As a method of removing the phosphor at the top of the partition wall, for example, it is conceivable to perform a polishing process on the top after printing a phosphor paste. However, there is some variation in the height of the partition walls, and furthermore, since there are irregularities on the tops, it is difficult to remove only the phosphor by the polishing process. In addition, it is necessary to form the partition walls higher by the polishing removal height determined according to the height variation and the unevenness of the top.
This is a serious problem because it becomes difficult to uniformly polish the larger the substrate, and it is necessary to set a large removal amount. In addition, there is also a problem that the partitioning of the discharge may be damaged due to the chipping of the partition wall due to the polishing treatment. Further, if polishing dust such as phosphor powder or partition wall material generated by polishing remains in the discharge space, there is a problem that color mixing or black spots may occur. Therefore, the polishing method is impractical and cannot be adopted.

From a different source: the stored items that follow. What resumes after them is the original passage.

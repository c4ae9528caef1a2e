use std::time::{Duration, Instant};

use rand::rngs::StdRng;
use rand::Rng;
use rand::SeedableRng;
use ratatui::style::Color;

use crate::game::{Celebration, Player, WinningLine};

/// How long new confetti keeps spawning after a win.
pub const STREAM_FOR: Duration = Duration::from_secs(4);
/// When the last confetti is removed.
pub const CLEAR_AFTER: Duration = Duration::from_secs(6);
pub const MAX_PARTICLES: usize = 150;

const COLORS: [Color; 10] = [
    Color::Blue,
    Color::Green,
    Color::Yellow,
    Color::LightMagenta,
    Color::LightBlue,
    Color::Magenta,
    Color::LightGreen,
    Color::Cyan,
    Color::LightRed,
    Color::Red,
];
const GLYPHS: [char; 4] = ['*', '+', '•', '✦'];

/// One confetti piece. Positions are fractions of the screen, `y` grows
/// downward.
#[derive(Debug, Clone, Copy, PartialEq)]
pub struct Particle {
    pub x: f64,
    pub y: f64,
    pub color: Color,
    pub glyph: char,
    speed: f64,
    tilt: f64,
}

/// Falling confetti shown after a win, driven by [`Confetti::tick`].
pub struct Confetti {
    rng: StdRng,
    particles: Vec<Particle>,
    requested: Option<Player>,
    started: Option<Instant>,
    last_tick: Option<Instant>,
    wave: f64,
}

impl Confetti {
    pub fn new() -> Self {
        Self::from_rng(StdRng::from_os_rng())
    }

    pub fn with_seed(seed: u64) -> Self {
        Self::from_rng(StdRng::seed_from_u64(seed))
    }

    fn from_rng(rng: StdRng) -> Self {
        Confetti {
            rng,
            particles: Vec::new(),
            requested: None,
            started: None,
            last_tick: None,
            wave: 0.0,
        }
    }

    pub fn particles(&self) -> &[Particle] {
        &self.particles
    }

    pub fn is_active(&self) -> bool {
        self.requested.is_some() || self.started.is_some()
    }

    pub fn is_streaming(&self, now: Instant) -> bool {
        self.started
            .is_some_and(|start| now.duration_since(start) < STREAM_FOR)
    }

    /// Drop all confetti immediately.
    pub fn clear(&mut self) {
        self.particles.clear();
        self.requested = None;
        self.started = None;
        self.last_tick = None;
    }

    /// Advance the animation to `now`.
    pub fn tick(&mut self, now: Instant) {
        if let Some(winner) = self.requested.take() {
            tracing::debug!(winner = winner.name(), "confetti started");
            self.started = Some(now);
            self.last_tick = Some(now);
            while self.particles.len() < MAX_PARTICLES {
                let particle = self.spawn(true);
                self.particles.push(particle);
            }
        }

        let Some(start) = self.started else {
            return;
        };
        if now.duration_since(start) >= CLEAR_AFTER {
            self.clear();
            return;
        }

        let dt = self
            .last_tick
            .map_or(0.0, |last| now.duration_since(last).as_secs_f64());
        self.last_tick = Some(now);
        self.wave += dt;

        let streaming = self.is_streaming(now);
        let sway = self.wave.sin() * 0.02 * dt;
        let mut i = 0;
        while i < self.particles.len() {
            let p = &mut self.particles[i];
            p.y += p.speed * dt;
            p.x += sway + p.tilt * dt;
            if p.y < 1.0 && (0.0..1.0).contains(&p.x) {
                i += 1;
            } else if streaming {
                self.particles[i] = self.spawn(false);
                i += 1;
            } else {
                self.particles.swap_remove(i);
            }
        }
    }

    fn spawn(&mut self, anywhere: bool) -> Particle {
        Particle {
            x: self.rng.random_range(0.0..1.0),
            y: if anywhere {
                self.rng.random_range(-1.0..0.0)
            } else {
                0.0
            },
            color: COLORS[self.rng.random_range(0..COLORS.len())],
            glyph: GLYPHS[self.rng.random_range(0..GLYPHS.len())],
            speed: self.rng.random_range(0.2..0.5),
            tilt: self.rng.random_range(-0.05..0.05),
        }
    }
}

impl Default for Confetti {
    fn default() -> Self {
        Self::new()
    }
}

impl Celebration for Confetti {
    fn celebrate(&mut self, winner: Player, _line: &WinningLine) {
        self.requested = Some(winner);
    }
}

SUMMARY OF THE INVENTION The present invention has been made in view of the above circumstances, and provides a method for forming a phosphor layer capable of suitably removing a phosphor adhered to the top of a partition when manufacturing a PDP. It is in.

[0007]

SUMMARY OF THE INVENTION In order to achieve the above object, the gist of the present invention is to provide a partition wall projecting from one surface of a substrate to define a plurality of discharge spaces. When producing a PDP of a type comprising a plurality of types of phosphor layers coated separately for each discharge space and exciting the phosphor layer with ultraviolet light generated by discharging in the discharge space to emit light. A method of forming the plurality of types of phosphor layers on the side surfaces of the partition walls, comprising: (a) a phosphor paste printing step of sequentially printing a plurality of types of phosphor pastes separately from the top of the partition walls for each of the discharge spaces. And (b) baking the phosphor paste to form the plurality of types of phosphor layers on the side surfaces of the partition walls; and (c) after the baking step, having a sticky surface and Top shape of partition wall Modeled by the by pressing the elastic adhesive layer is deformed its surface on its top portion, a phosphor removal step of removing the phosphor attached to its top, and is meant to include.

[0008]

In this way, in forming the phosphor layer, in the phosphor paste printing step, a plurality of types of phosphor pastes are sequentially applied from the top of the partition walls for each discharge space, and are successively printed. In the firing step, the phosphor paste is fired to form a plurality of types of phosphor layers on the side surfaces of the partition walls. Further, in the phosphor removing step after the firing step, the surface has adhesiveness and By pressing an elastic adhesive layer whose surface is deformed according to the shape of the top against the top, the phosphor adhering to the top is removed. For this reason, the phosphor paste is also attached to the top by printing from the top of the partition wall, but when baking is performed, the organic components contained in the phosphor paste are removed, so that the phosphor particles are separated from each other. Since the bonding force is reduced, the phosphor adhered to the top is removed from the top by sticking to the surface when the elastic adhesive layer is pressed against the top. At this time, since the elastic adhesive layer has an adhesive surface deformed following the shape of the top, even if unevenness or a height difference occurs at the top of the partition wall, the surface is brought into close contact with the top, so The attached phosphor powder is also suitably adsorbed to the elastic adhesive layer. Therefore, when forming the phosphor layer, the phosphor adhering to the top of the partition can be suitably removed without performing a polishing treatment.

[0009]

In another preferred embodiment of the present invention, (c-2) the step of removing the phosphor is to roll a roller having the elastic adhesive layer on the outer peripheral surface thereof on the top of the partition. In this way, in the phosphor removal step, the roller having the elastic pressure-sensitive adhesive layer provided on the outer peripheral surface is rolled on the top of the partition to remove the phosphor attached to the top. Therefore, the phosphor adhered to the top portion can be easily removed by a simple operation of rotating the roller while pressing it toward the top of the partition wall with an appropriate force and sending the roller in one direction.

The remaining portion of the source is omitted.